The housing may form an accommodating chamber for accommodating the transducer and the diaphragm. The diaphragm may separate the accommodating chamber to form a first chamber and a second chamber. A sound outlet communicating with the second chamber may be provided on the housing. The air conduction sound wave may be transmitted to an outside of the acoustic output device through the sound outlet. In some embodiments, after the vibration generated by the transducer is transmitted to the housing, the vibration may cause the housing to vibrate more obviously. The vibration of the housing may be further transmitted to a user through an area of the housing that is in contact with the user, thereby forming a bone conduction sound that the user can perceive. At the same time, the air conduction sound wave generated by the diaphragm may be transmitted to the user through the sound outlet, so that the user may hear the air conduction sound. At this time, the acoustic output device may simultaneously generate the bone conduction sound and the air conduction sound transmitted to the user. For convenience, the acoustic output device may be called an air conduction and bone conduction combined acoustic output device. In some alternative embodiments, the transducer may only cause the housing to produce a weak vibration that can hardly be felt by the user. At this time, the acoustic output device may be considered to only generate the air conduction sound transmitted to the user, and for convenience, such acoustic output device may be called an air conduction acoustic output device. In the embodiments of the present disclosure, unless otherwise specified, the structures related to the generated air conduction sound (e.g., the sound outlet, a tuning hole, a pressure relief hole, an acoustic resistance net, etc.) may not only be applied to the above situation where the acoustic output device can simultaneously generate the bone conduction sound and the air conduction sound, but also be applied to the situation where the acoustic output device can only generate the air conduction sound without creative efforts by those skilled in the art.

In some embodiments, a sound guiding channel communicating the sound outlet is also provided on the housing for guiding the air conduction sound wave to a target direction outside the acoustic output device. A length of the sound guiding channel is less than or equal to 7 mm. In some embodiments, more air conduction sound waves may be guided to a human ear by setting the sound guiding channel with an appropriate length, so that the volume heard by the user may be increased. In addition, by setting a parameter of the sound guiding channel (e.g., a cross-sectional area of the sound guiding channel, a shape of the sound guiding channel, etc.), a frequency response of the air conduction sound wave may further be adjusted, thereby adjusting a sound quality of the acoustic output device. In some embodiments, the sound guiding channel may be provided on a sound conduction component.

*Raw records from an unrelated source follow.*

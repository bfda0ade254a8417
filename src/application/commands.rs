use super::state::{AppState, View};
use crate::domain::customer::{CustomerDraft, CustomerId};
use crate::domain::product::{ProductDraft, ProductId};

/// Commands that only touch local state.
#[derive(Debug, Clone, PartialEq, Eq)]
pub enum Command {
    AddToBasket(ProductId),
    Increase(ProductId),
    Decrease(ProductId),
    Remove(ProductId),
    ClearBasket,
    SelectCustomer(CustomerId),
    DeselectCustomer,
    Show(View),
}

/// Everything a front end can ask for.
#[derive(Debug, Clone, PartialEq)]
pub enum Action {
    LoadProducts,
    LoadCustomers,
    Refresh,
    CreateProduct(ProductDraft),
    DeleteProduct(ProductId),
    CreateCustomer(CustomerDraft),
    RegisterCustomer(CustomerDraft),
    DeleteCustomer(CustomerId),
    Checkout,
    Local(Command),
}

impl Action {
    /// True when handling the action talks to the gateway.
    pub fn is_remote(&self) -> bool {
        !matches!(self, Self::Local(_))
    }
}

impl From<Command> for Action {
    fn from(command: Command) -> Self {
        Self::Local(command)
    }
}

/// Applies a local command: state in, new state out.
///
/// Each command starts by clearing the previous error. Commands naming a
/// product outside the cached catalog (or outside the basket), or a customer
/// outside the cached customer list, set an error and leave everything else
/// as it was.
pub fn apply(mut state: AppState, command: &Command) -> AppState {
    state.error = None;
    match command {
        Command::AddToBasket(product_id) => match state.product(*product_id).cloned() {
            Some(product) => state.basket.add(product),
            None => state.fail(format!("Product {product_id} is not in the catalog.")),
        },
        Command::Increase(product_id) => {
            if !state.basket.increase(*product_id) {
                state.fail(not_in_basket(*product_id));
            }
        }
        Command::Decrease(product_id) => {
            if !state.basket.decrease(*product_id) {
                state.fail(not_in_basket(*product_id));
            }
        }
        Command::Remove(product_id) => {
            if state.basket.remove(*product_id).is_none() {
                state.fail(not_in_basket(*product_id));
            }
        }
        Command::ClearBasket => state.basket.clear(),
        Command::SelectCustomer(customer_id) => {
            if state.customer(*customer_id).is_some() {
                state.selected_customer = Some(*customer_id);
            } else {
                state.fail(format!("Customer {customer_id} is not in the customer list."));
            }
        }
        Command::DeselectCustomer => state.selected_customer = None,
        Command::Show(view) => state.view = *view,
    }
    state
}

fn not_in_basket(product_id: ProductId) -> String {
    format!("Product {product_id} is not in the basket.")
}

The sound conduction component may further have a depressed region. One side of the housing facing the sound guiding channel may be partially cut off, so that an internal structure of the housing forms a protrude platform. When the sound conduction component is buckled with the housing, the protrude platform may be embedded in the depressed region, which can avoid a local over-thickness of the acoustic output device, and does not hinder the fixing between the sound conduction component and the housing, thereby simplifying the structure of the acoustic output device.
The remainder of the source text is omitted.